I'm wondering what you think of using a Pipeline object that composes the Manager objects. In your example, this might look like:

username_pipeline = Pipeline([
    EnvironmentVariableManager('TWINE_USERNAME'),
    ConfigFileManager(config=parsed_config, ...),
    KeyringManager('username'),
    UserInputManager(config=parsed_config, 'username'),
])
username_pipeline.append(SomeOtherManager(...))
username = username_pipeline.retrieve()

I think we could use these Managers for most of the configuration options too. We should start with credentials and maybe extend outwards based on initial feedback from these.

Would you be willing to write this up and send it as a design doc? (I think twine will start needing to aggregate separate design docs like #361 and this one but I'm not sure how we want to do that yet. :smile: )

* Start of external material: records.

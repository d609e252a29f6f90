//! Replication Module
//!
//! Peer-to-peer transport for shipping log entries and control messages.
//!
//! Each node accepts inbound peer connections on its repl port and keeps
//! one persistent outbound connection per peer, reconnecting with
//! exponential backoff. Messages are one-way per connection: a node's
//! replies to a peer travel over its own outbound link, correlated by
//! state rather than by connection.

mod message;
mod transport;

pub use message::PeerMessage;
pub use transport::{PeerSender, PeerSet, ReplListener};
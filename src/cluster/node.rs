//! Cluster node wiring
//!
//! Assembles one primary/secondary node: engine, replication listener,
//! controller, and the client-facing server, with an orderly shutdown
//! path (stop accepting, stop replicating, final snapshot).

use std::net::SocketAddr;
use std::sync::Arc;
use std::thread::{self, JoinHandle};

use crossbeam::channel::unbounded;

use crate::config::Config;
use crate::engine::StateEngine;
use crate::error::Result;
use crate::network::{KvService, Server, ShutdownHandle};
use crate::repl::ReplListener;

use super::{ClusterConfig, ClusterController, Role};

/// A running cluster node
pub struct ClusterNode {
    engine: Arc<StateEngine>,
    controller: Arc<ClusterController>,
    listener: ReplListener,
    kv_addr: SocketAddr,
    shutdown: ShutdownHandle,
    server_thread: Option<JoinHandle<Result<()>>>,
    controller_threads: Vec<JoinHandle<()>>,
}

impl ClusterNode {
    /// Open the engine, start replication and the client server.
    pub fn start(cluster: ClusterConfig, store: Config) -> Result<Self> {
        let engine = Arc::new(StateEngine::open(store.clone(), cluster.node_id)?);

        let (inbox_tx, inbox_rx) = unbounded();
        let listener = ReplListener::start(&cluster.repl_addr, inbox_tx)?;

        let (controller, controller_threads) =
            ClusterController::start(cluster, Arc::clone(&engine), inbox_rx);

        let service = KvService::with_optional_indexes(
            Arc::clone(&engine),
            controller.clone(),
            store.enable_indexes,
        );

        let mut server = Server::bind(store, Arc::new(service))?;
        let kv_addr = server.local_addr()?;
        let shutdown = server.shutdown_handle();
        let server_thread = thread::Builder::new()
            .name("meridian-kv-server".to_string())
            .spawn(move || server.run())
            .expect("failed to spawn server thread");

        tracing::info!(kv = %kv_addr, role = ?controller.role(), "cluster node started");

        Ok(ClusterNode {
            engine,
            controller,
            listener,
            kv_addr,
            shutdown,
            server_thread: Some(server_thread),
            controller_threads,
        })
    }

    /// Client-facing address (useful with an ephemeral port)
    pub fn kv_addr(&self) -> SocketAddr {
        self.kv_addr
    }

    /// Current role of this node
    pub fn role(&self) -> Role {
        self.controller.role()
    }

    /// Current election term
    pub fn term(&self) -> u64 {
        self.controller.term()
    }

    pub fn engine(&self) -> &Arc<StateEngine> {
        &self.engine
    }

    /// Graceful shutdown: stop accepting, stop replication, join
    /// everything, then write a final snapshot.
    pub fn shutdown(mut self) -> Result<()> {
        self.shutdown.shutdown();
        self.controller.stop();
        self.listener.stop();

        if let Some(handle) = self.server_thread.take() {
            match handle.join() {
                Ok(result) => result?,
                Err(_) => tracing::error!("server thread panicked"),
            }
        }
        for handle in self.controller_threads.drain(..) {
            let _ = handle.join();
        }

        self.engine.snapshot_now()?;
        Ok(())
    }
}
//! Peer transport
//!
//! Outbound senders with reconnect/backoff and a bounded queue, plus the
//! inbound listener that feeds received messages to the controller.

use std::collections::{HashMap, VecDeque};
use std::io::BufWriter;
use std::net::{TcpListener, TcpStream};
use std::sync::atomic::{AtomicBool, AtomicU64, Ordering};
use std::sync::Arc;
use std::thread::{self, JoinHandle};
use std::time::Duration;

use crossbeam::channel::Sender;
use parking_lot::{Condvar, Mutex};

use crate::error::{MeridianError, Result};
use crate::protocol::write_line;

use super::PeerMessage;

/// Initial reconnect backoff
const BACKOFF_INITIAL: Duration = Duration::from_millis(100);

/// Reconnect backoff cap
const BACKOFF_CAP: Duration = Duration::from_secs(2);

/// How long the sender thread waits for new messages before rechecking
/// the stop flag
const SEND_POLL: Duration = Duration::from_millis(100);

// =============================================================================
// Outbound: PeerSender
// =============================================================================

struct SenderShared {
    queue: Mutex<VecDeque<PeerMessage>>,
    available: Condvar,
    stop: AtomicBool,
    dropped: AtomicU64,
    capacity: usize,
}

/// Persistent outbound connection to one peer.
///
/// Messages are queued and shipped by a background thread; the queue is
/// bounded and drops its oldest message on overflow, which is logged as
/// replication lag. Reconnects use exponential backoff from 100 ms up to
/// 2 s.
pub struct PeerSender {
    addr: String,
    shared: Arc<SenderShared>,
    handle: Option<JoinHandle<()>>,
}

impl PeerSender {
    pub fn start(addr: String, capacity: usize) -> Self {
        let shared = Arc::new(SenderShared {
            queue: Mutex::new(VecDeque::new()),
            available: Condvar::new(),
            stop: AtomicBool::new(false),
            dropped: AtomicU64::new(0),
            capacity,
        });

        let thread_shared = Arc::clone(&shared);
        let thread_addr = addr.clone();
        let handle = thread::Builder::new()
            .name(format!("meridian-peer-{}", addr))
            .spawn(move || sender_loop(thread_addr, thread_shared))
            .expect("failed to spawn peer sender thread");

        PeerSender {
            addr,
            shared,
            handle: Some(handle),
        }
    }

    /// Queue a message for delivery. Never blocks on the network; on a
    /// full queue the oldest message is dropped and counted.
    pub fn send(&self, message: PeerMessage) {
        let mut queue = self.shared.queue.lock();
        if queue.len() >= self.shared.capacity {
            queue.pop_front();
            let dropped = self.shared.dropped.fetch_add(1, Ordering::Relaxed) + 1;
            tracing::warn!(
                peer = %self.addr,
                dropped,
                "replication_lag_dropped: outbound buffer full"
            );
        }
        queue.push_back(message);
        drop(queue);
        self.shared.available.notify_one();
    }

    /// Total messages dropped to overflow since start
    pub fn dropped(&self) -> u64 {
        self.shared.dropped.load(Ordering::Relaxed)
    }

    pub fn addr(&self) -> &str {
        &self.addr
    }

    pub fn stop(&self) {
        self.shared.stop.store(true, Ordering::Relaxed);
        self.shared.available.notify_all();
    }
}

impl Drop for PeerSender {
    fn drop(&mut self) {
        self.stop();
        if let Some(handle) = self.handle.take() {
            let _ = handle.join();
        }
    }
}

fn sender_loop(addr: String, shared: Arc<SenderShared>) {
    let mut connection: Option<BufWriter<TcpStream>> = None;
    let mut backoff = BACKOFF_INITIAL;

    while !shared.stop.load(Ordering::Relaxed) {
        // Wait for something to send.
        let message = {
            let mut queue = shared.queue.lock();
            if queue.is_empty() {
                shared.available.wait_for(&mut queue, SEND_POLL);
            }
            queue.pop_front()
        };
        let message = match message {
            Some(m) => m,
            None => continue,
        };

        loop {
            if shared.stop.load(Ordering::Relaxed) {
                return;
            }

            if connection.is_none() {
                match TcpStream::connect(&addr) {
                    Ok(stream) => {
                        tracing::debug!(peer = %addr, "peer connection established");
                        connection = Some(BufWriter::new(stream));
                        backoff = BACKOFF_INITIAL;
                    }
                    Err(e) => {
                        tracing::debug!(peer = %addr, "peer connect failed: {}", e);
                        thread::sleep(backoff);
                        backoff = (backoff * 2).min(BACKOFF_CAP);
                        continue;
                    }
                }
            }

            let writer = connection.as_mut().expect("connection just established");
            match write_line(writer, &message) {
                Ok(()) => break,
                Err(e) => {
                    tracing::debug!(peer = %addr, "peer send failed: {}", e);
                    connection = None;
                    thread::sleep(backoff);
                    backoff = (backoff * 2).min(BACKOFF_CAP);
                }
            }
        }
    }
}

// =============================================================================
// Outbound: PeerSet
// =============================================================================

/// The outbound senders for all peers of a node, keyed by peer node id
pub struct PeerSet {
    peers: HashMap<u32, PeerSender>,
}

impl PeerSet {
    /// Start a sender per peer. `peers` maps node id to repl address.
    pub fn start(peers: Vec<(u32, String)>, capacity: usize) -> Self {
        let peers = peers
            .into_iter()
            .map(|(id, addr)| (id, PeerSender::start(addr, capacity)))
            .collect();
        PeerSet { peers }
    }

    /// Queue a message to every peer
    pub fn broadcast(&self, message: &PeerMessage) {
        for sender in self.peers.values() {
            sender.send(message.clone());
        }
    }

    /// Queue a message to one peer; unknown ids are ignored
    pub fn send_to(&self, node_id: u32, message: PeerMessage) {
        if let Some(sender) = self.peers.get(&node_id) {
            sender.send(message);
        }
    }

    pub fn peer_ids(&self) -> Vec<u32> {
        self.peers.keys().copied().collect()
    }

    pub fn len(&self) -> usize {
        self.peers.len()
    }

    pub fn is_empty(&self) -> bool {
        self.peers.is_empty()
    }

    pub fn stop(&self) {
        for sender in self.peers.values() {
            sender.stop();
        }
    }
}

// =============================================================================
// Inbound: ReplListener
// =============================================================================

/// Accepts inbound peer connections and forwards parsed messages to the
/// controller's inbox channel.
pub struct ReplListener {
    stop: Arc<AtomicBool>,
    handle: Option<JoinHandle<()>>,
    local_addr: std::net::SocketAddr,
}

impl ReplListener {
    pub fn start(bind_addr: &str, inbox: Sender<PeerMessage>) -> Result<Self> {
        let listener = TcpListener::bind(bind_addr).map_err(|e| {
            MeridianError::Network(format!("failed to bind repl {}: {}", bind_addr, e))
        })?;
        listener.set_nonblocking(true)?;
        let local_addr = listener.local_addr()?;

        let stop = Arc::new(AtomicBool::new(false));
        let accept_stop = Arc::clone(&stop);
        let handle = thread::Builder::new()
            .name(format!("meridian-repl-{}", local_addr.port()))
            .spawn(move || accept_loop(listener, inbox, accept_stop))
            .map_err(|e| MeridianError::Network(format!("failed to spawn repl listener: {}", e)))?;

        Ok(ReplListener {
            stop,
            handle: Some(handle),
            local_addr,
        })
    }

    pub fn local_addr(&self) -> std::net::SocketAddr {
        self.local_addr
    }

    pub fn stop(&self) {
        self.stop.store(true, Ordering::Relaxed);
    }
}

impl Drop for ReplListener {
    fn drop(&mut self) {
        self.stop();
        if let Some(handle) = self.handle.take() {
            let _ = handle.join();
        }
    }
}

fn accept_loop(listener: TcpListener, inbox: Sender<PeerMessage>, stop: Arc<AtomicBool>) {
    let mut readers: Vec<JoinHandle<()>> = Vec::new();

    while !stop.load(Ordering::Relaxed) {
        match listener.accept() {
            Ok((stream, addr)) => {
                tracing::debug!("inbound peer connection from {}", addr);
                let inbox = inbox.clone();
                let stop = Arc::clone(&stop);
                match thread::Builder::new()
                    .name("meridian-repl-reader".to_string())
                    .spawn(move || reader_loop(stream, inbox, stop))
                {
                    Ok(handle) => readers.push(handle),
                    Err(e) => tracing::error!("failed to spawn repl reader: {}", e),
                }
            }
            Err(ref e) if e.kind() == std::io::ErrorKind::WouldBlock => {
                thread::sleep(Duration::from_millis(10));
            }
            Err(e) => {
                if !stop.load(Ordering::Relaxed) {
                    tracing::error!("repl accept error: {}", e);
                }
            }
        }
    }

    for handle in readers {
        let _ = handle.join();
    }
}

fn reader_loop(mut stream: TcpStream, inbox: Sender<PeerMessage>, stop: Arc<AtomicBool>) {
    use std::io::Read;

    // Periodic read timeouts let the loop observe the stop flag. The
    // buffer persists across timeouts so a line split over them is not
    // lost.
    if stream
        .set_read_timeout(Some(Duration::from_millis(500)))
        .is_err()
    {
        return;
    }

    let mut buffer: Vec<u8> = Vec::new();
    let mut chunk = [0u8; 4096];

    while !stop.load(Ordering::Relaxed) {
        match stream.read(&mut chunk) {
            Ok(0) => return,
            Ok(n) => buffer.extend_from_slice(&chunk[..n]),
            Err(e)
                if e.kind() == std::io::ErrorKind::WouldBlock
                    || e.kind() == std::io::ErrorKind::TimedOut =>
            {
                continue;
            }
            Err(_) => return,
        }

        while let Some(pos) = buffer.iter().position(|&b| b == b'\n') {
            let line: Vec<u8> = buffer.drain(..=pos).collect();
            let line = &line[..line.len() - 1];
            if line.is_empty() {
                continue;
            }
            match serde_json::from_slice::<PeerMessage>(line) {
                Ok(message) => {
                    if inbox.send(message).is_err() {
                        return;
                    }
                }
                Err(e) => {
                    tracing::warn!("undecodable peer message dropped: {}", e);
                }
            }
        }

        if buffer.len() > crate::protocol::MAX_LINE_BYTES {
            tracing::warn!("oversized peer message; dropping connection");
            return;
        }
    }
}
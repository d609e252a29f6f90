//! Index Module
//!
//! Optional search indexes over values, driven as observers of apply
//! events. Observers sit off the durability path: they see each change
//! after it is applied, in apply order, and are rebuilt from a full scan
//! of the recovered map at startup rather than persisted.

mod fulltext;
mod embedding;

pub use embedding::EmbeddingIndex;
pub use fulltext::FullTextIndex;

/// Receiver of post-apply notifications from the state engine.
///
/// `value` is `None` when the key was deleted. Implementations must
/// tolerate being re-driven from scratch via repeated `on_apply` calls.
pub trait ApplyObserver: Send + Sync {
    fn on_apply(&self, key: &str, value: Option<&str>);
}

/// Tokenization shared by both indexes: lowercase, split on
/// non-alphanumeric, drop empties.
pub(crate) fn tokenize(text: &str) -> Vec<String> {
    text.to_lowercase()
        .split(|c: char| !c.is_alphanumeric())
        .filter(|token| !token.is_empty())
        .map(str::to_string)
        .collect()
}
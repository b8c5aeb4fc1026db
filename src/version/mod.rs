//! Dotted numeric versions and half-open version ranges
//!
//! # Architecture
//!
//! ```text
//! ┌─────────────┐     ┌─────────────┐     ┌──────────────┐
//! │  Tokenizer  │────▶│   Version   │◀────│ VersionRange │
//! │ (validate)  │     │ (order/fmt) │     │ (enumerate)  │
//! └─────────────┘     └─────────────┘     └──────────────┘
//! ```
//!
//! # Modules
//!
//! - [`tokenizer`]: Grammar validation and component conversion
//! - [`dotted`]: The `Version` value type and its total order
//! - [`range`]: `VersionRange` membership and odometer-style enumeration
//! - [`error`]: Error type raised while parsing version strings

pub mod dotted;
pub mod error;
pub mod range;
pub mod tokenizer;

pub use dotted::{IntoVersion, Version};
pub use error::VersionError;
pub use range::{VersionRange, Versions};
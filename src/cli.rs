//! Command line interface
//!
//! Every subcommand parses its arguments into [`Version`]s or a
//! [`VersionRange`] and prints the result to the given writer.

use std::io::Write;
use std::path::PathBuf;

use anyhow::Context;
use clap::{Parser, Subcommand};
use tracing::{info, warn};

use crate::config::Config;
use crate::version::{Version, VersionRange};

#[derive(Debug, Parser)]
#[command(name = "verange")]
#[command(version, about = "Dotted version comparison and range enumeration")]
pub struct Cli {
    /// Path to a JSON config file
    #[arg(long, global = true)]
    pub config: Option<PathBuf>,

    #[command(subcommand)]
    pub command: Command,
}

#[derive(Debug, Subcommand)]
pub enum Command {
    /// Print the canonical form of a version
    Normalize { version: String },

    /// Print the components of a version
    Components {
        version: String,
        /// Return exactly this many components, truncating or padding with zeros
        #[arg(long, short = 'n')]
        count: Option<usize>,
        /// Print a JSON array
        #[arg(long)]
        json: bool,
    },

    /// Compare two versions, printing -1, 0 or 1
    Compare { a: String, b: String },

    /// Check whether a version lies in [LOWER, UPPER)
    Contains {
        lower: String,
        upper: String,
        candidate: String,
    },

    /// Print every version in [LOWER, UPPER)
    List {
        lower: String,
        upper: String,
        /// Stop after this many versions
        #[arg(long)]
        limit: Option<usize>,
        /// Print a JSON array
        #[arg(long)]
        json: bool,
    },
}

/// Execute a parsed command line, writing results to `out`.
pub fn run(cli: Cli, out: &mut impl Write) -> anyhow::Result<()> {
    let config = Config::load(cli.config.as_deref()).context("Failed to load configuration")?;

    match cli.command {
        Command::Normalize { version } => {
            let version = parse(&version)?;
            writeln!(out, "{version}")?;
        }
        Command::Components {
            version,
            count,
            json,
        } => {
            let version = parse(&version)?;
            let components = match count {
                Some(count) => version.components_padded(count),
                None => version.components(),
            };
            if json || config.output.json {
                writeln!(out, "{}", serde_json::to_string(&components)?)?;
            } else {
                let line = components
                    .iter()
                    .map(|c| c.to_string())
                    .collect::<Vec<_>>()
                    .join(",");
                writeln!(out, "{line}")?;
            }
        }
        Command::Compare { a, b } => {
            let a = parse(&a)?;
            let b = parse(&b)?;
            writeln!(out, "{}", a.compare(&b))?;
        }
        Command::Contains {
            lower,
            upper,
            candidate,
        } => {
            let range = VersionRange::new(&lower, &upper)
                .with_context(|| format!("Invalid range bounds '{lower}'..'{upper}'"))?;
            let contained = range.contains(&candidate)?;
            writeln!(out, "{contained}")?;
        }
        Command::List {
            lower,
            upper,
            limit,
            json,
        } => {
            let range = VersionRange::new(&lower, &upper)
                .with_context(|| format!("Invalid range bounds '{lower}'..'{upper}'"))?;
            let limit = limit.unwrap_or(config.enumeration.max_versions);

            let mut versions = range.iter();
            let listed: Vec<String> = versions.by_ref().take(limit).collect();
            if versions.next().is_some() {
                warn!(
                    "Range '{}'..'{}' truncated after {} versions",
                    lower, upper, limit
                );
            }
            info!("Listed {} versions", listed.len());

            if json || config.output.json {
                writeln!(out, "{}", serde_json::to_string(&listed)?)?;
            } else {
                for version in &listed {
                    writeln!(out, "{version}")?;
                }
            }
        }
    }

    Ok(())
}

fn parse(input: &str) -> anyhow::Result<Version> {
    Version::parse(input).with_context(|| format!("Cannot parse version argument '{input}'"))
}
use std::sync::Arc;

use tracing::info;

use utility_bill_history::{create_router, AppState, BillAnalytics, InMemoryStore, Settings};

#[tokio::main]
async fn main() -> anyhow::Result<()> {
    // Initialize logging
    tracing_subscriber::fmt::init();
    info!("Starting Utility Bill History service");

    let settings = Settings::new()?;

    // The record store is built once and read-only for the process lifetime.
    let store = Arc::new(InMemoryStore::sample());
    let analytics = BillAnalytics::new(store);

    let state = Arc::new(AppState { analytics });
    let app = create_router(state);

    let addr = format!("{}:{}", settings.server.host, settings.server.port);
    let listener = tokio::net::TcpListener::bind(&addr).await?;
    info!("Server listening on {}", addr);

    axum::serve(listener, app).await?;

    Ok(())
}
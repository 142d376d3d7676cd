use std::collections::HashMap;
use std::sync::Arc;

use chrono::Datelike;
use serde::Serialize;

use crate::core::errors::{HistoryError, HistoryResult};
use crate::core::records::{AccountInfo, PaymentRecord, UserRecord};
use crate::core::store::RecordStore;

/// Account age is measured against a fixed anchor month, not the clock.
const ANCHOR_YEAR: i32 = 2024;
const ANCHOR_MONTH: u32 = 9;

const STABLE_TREND: &str = "stable";

#[derive(Debug, Clone, PartialEq, Serialize)]
#[serde(rename_all = "camelCase")]
pub struct PaymentConsistency {
    pub on_time_payment_percentage: f64,
    pub average_days_early: f64,
    pub average_days_late: f64,
}

#[derive(Debug, Clone, PartialEq, Eq, Serialize)]
#[serde(rename_all = "camelCase")]
pub struct PaymentDefaults {
    pub missed_payments: u64,
    pub longest_on_time_streak: u64,
}

#[derive(Debug, Clone, Copy, PartialEq, Eq, Serialize)]
#[serde(rename_all = "camelCase")]
pub struct AccountAge {
    pub length_in_months: i64,
}

#[derive(Debug, Clone, PartialEq, Eq, Serialize)]
#[serde(rename_all = "camelCase")]
pub struct AccountHistory {
    pub account_history: HashMap<String, AccountAge>,
    pub total_number_of_accounts: usize,
}

#[derive(Debug, Clone, PartialEq, Serialize)]
#[serde(rename_all = "camelCase")]
pub struct PaymentAmounts {
    pub average_monthly_payments: HashMap<String, f64>,
    pub payment_trends: HashMap<String, &'static str>,
}

/// The four payment-history calculators.
///
/// Each operation fetches the user from the store (absent user is the one
/// uniform error) and runs a pure computation over the fetched record, so
/// repeated calls against the unchanged store return identical results.
#[derive(Clone)]
pub struct BillAnalytics {
    store: Arc<dyn RecordStore>,
}

impl BillAnalytics {
    pub fn new(store: Arc<dyn RecordStore>) -> Self {
        Self { store }
    }

    pub async fn payment_consistency(&self, user_id: &str) -> HistoryResult<PaymentConsistency> {
        let user = self.fetch(user_id).await?;
        Ok(consistency_of(&user.payment_history))
    }

    pub async fn payment_defaults(&self, user_id: &str) -> HistoryResult<PaymentDefaults> {
        let user = self.fetch(user_id).await?;
        Ok(defaults_of(&user.payment_history))
    }

    pub async fn account_history(&self, user_id: &str) -> HistoryResult<AccountHistory> {
        let user = self.fetch(user_id).await?;
        Ok(account_history_of(&user.accounts))
    }

    pub async fn payment_amounts(&self, user_id: &str) -> HistoryResult<PaymentAmounts> {
        let user = self.fetch(user_id).await?;
        Ok(amounts_of(&user.payment_history))
    }

    async fn fetch(&self, user_id: &str) -> HistoryResult<UserRecord> {
        self.store
            .fetch_user(user_id)
            .await
            .ok_or(HistoryError::UserNotFound)
    }
}

/// On-time percentage plus early/late averages.
///
/// Both averages divide by the total record count, not by the early/late
/// subset count: a payment that was neither early nor late contributes 0
/// to the sum but still counts in the denominator. An empty history
/// yields 0 for all three fields.
fn consistency_of(payments: &[PaymentRecord]) -> PaymentConsistency {
    let total = payments.len();
    if total == 0 {
        return PaymentConsistency {
            on_time_payment_percentage: 0.0,
            average_days_early: 0.0,
            average_days_late: 0.0,
        };
    }

    let on_time = payments.iter().filter(|p| p.paid_on_time).count();
    let days_early: i64 = payments
        .iter()
        .map(PaymentRecord::days_late_or_zero)
        .filter(|&d| d < 0)
        .map(|d| -d)
        .sum();
    let days_late: i64 = payments
        .iter()
        .map(PaymentRecord::days_late_or_zero)
        .filter(|&d| d > 0)
        .sum();

    PaymentConsistency {
        on_time_payment_percentage: (on_time as f64 / total as f64) * 100.0,
        average_days_early: days_early as f64 / total as f64,
        average_days_late: days_late as f64 / total as f64,
    }
}

/// Missed-payment count and the longest contiguous on-time run, in stored
/// order. A late payment resets the running streak.
fn defaults_of(payments: &[PaymentRecord]) -> PaymentDefaults {
    let missed = payments.iter().filter(|p| !p.paid_on_time).count() as u64;

    let mut current_streak = 0u64;
    let mut max_streak = 0u64;
    for payment in payments {
        if payment.paid_on_time {
            current_streak += 1;
            max_streak = max_streak.max(current_streak);
        } else {
            current_streak = 0;
        }
    }

    PaymentDefaults {
        missed_payments: missed,
        longest_on_time_streak: max_streak,
    }
}

fn account_history_of(accounts: &HashMap<String, AccountInfo>) -> AccountHistory {
    let account_history = accounts
        .iter()
        .map(|(utility, info)| {
            let months = i64::from(ANCHOR_YEAR - info.start_date.year()) * 12
                + (i64::from(ANCHOR_MONTH) - i64::from(info.start_date.month()));
            (utility.clone(), AccountAge { length_in_months: months })
        })
        .collect();

    AccountHistory {
        account_history,
        total_number_of_accounts: accounts.len(),
    }
}

/// Per-utility mean payment amount, plus the trend placeholder.
fn amounts_of(payments: &[PaymentRecord]) -> PaymentAmounts {
    let mut totals: HashMap<String, f64> = HashMap::new();
    let mut counts: HashMap<String, u64> = HashMap::new();

    for payment in payments {
        *totals.entry(payment.utility.clone()).or_insert(0.0) += payment.amount;
        *counts.entry(payment.utility.clone()).or_insert(0) += 1;
    }

    let average_monthly_payments = totals
        .iter()
        .map(|(utility, total)| (utility.clone(), total / counts[utility] as f64))
        .collect();

    // No real trend inference; every utility reports the same constant.
    let payment_trends = totals
        .keys()
        .map(|utility| (utility.clone(), STABLE_TREND))
        .collect();

    PaymentAmounts {
        average_monthly_payments,
        payment_trends,
    }
}
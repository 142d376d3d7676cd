use std::collections::HashMap;

use chrono::NaiveDate;
use serde::{Deserialize, Serialize};

/// One historical bill payment.
#[derive(Debug, Clone, PartialEq, Serialize, Deserialize)]
#[serde(rename_all = "camelCase")]
pub struct PaymentRecord {
    pub date: NaiveDate,
    pub amount: f64,
    pub utility: String,
    pub paid_on_time: bool,
    /// Positive = paid that many days late, negative = that many days early.
    /// Absent means "not applicable" and counts as 0 in every aggregate.
    #[serde(skip_serializing_if = "Option::is_none")]
    pub days_late: Option<i64>,
}

impl PaymentRecord {
    pub fn days_late_or_zero(&self) -> i64 {
        self.days_late.unwrap_or(0)
    }
}

/// One utility account held by a user.
#[derive(Debug, Clone, PartialEq, Serialize, Deserialize)]
#[serde(rename_all = "camelCase")]
pub struct AccountInfo {
    pub start_date: NaiveDate,
}

/// A user's full record: payment history plus account metadata.
///
/// `payment_history` order is the streak order; the caller is responsible
/// for chronological ordering. History utilities and account keys are
/// independent views and are never cross-validated.
#[derive(Debug, Clone, PartialEq, Serialize, Deserialize)]
#[serde(rename_all = "camelCase")]
pub struct UserRecord {
    pub payment_history: Vec<PaymentRecord>,
    pub accounts: HashMap<String, AccountInfo>,
}
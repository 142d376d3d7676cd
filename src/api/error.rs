use axum::http::StatusCode;
use axum::response::{IntoResponse, Response};
use axum::Json;
use serde_json::json;

use crate::core::errors::HistoryError;

impl IntoResponse for HistoryError {
    fn into_response(self) -> Response {
        match self {
            // Uniform across all endpoints; also covers a missing userId
            // parameter, which is treated as an unknown user.
            HistoryError::UserNotFound => (
                StatusCode::NOT_FOUND,
                Json(json!({ "error": "User not found" })),
            )
                .into_response(),
        }
    }
}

mattsb42 commented 6 years ago

I think that is a sensible approach, and one I had considered. It's largely just a matter of where we put the selection logic. If we're looking at a more general pattern for value managers, I agree, placing the selection logic in a separate component probably makes more sense.

Yeah, I can write this up as a design doc. I'll take a closer look through #361 and model the doc structure on that. Might not be until next week though: PyCon sprints ended for me today, so back to other stuff fighting for priority.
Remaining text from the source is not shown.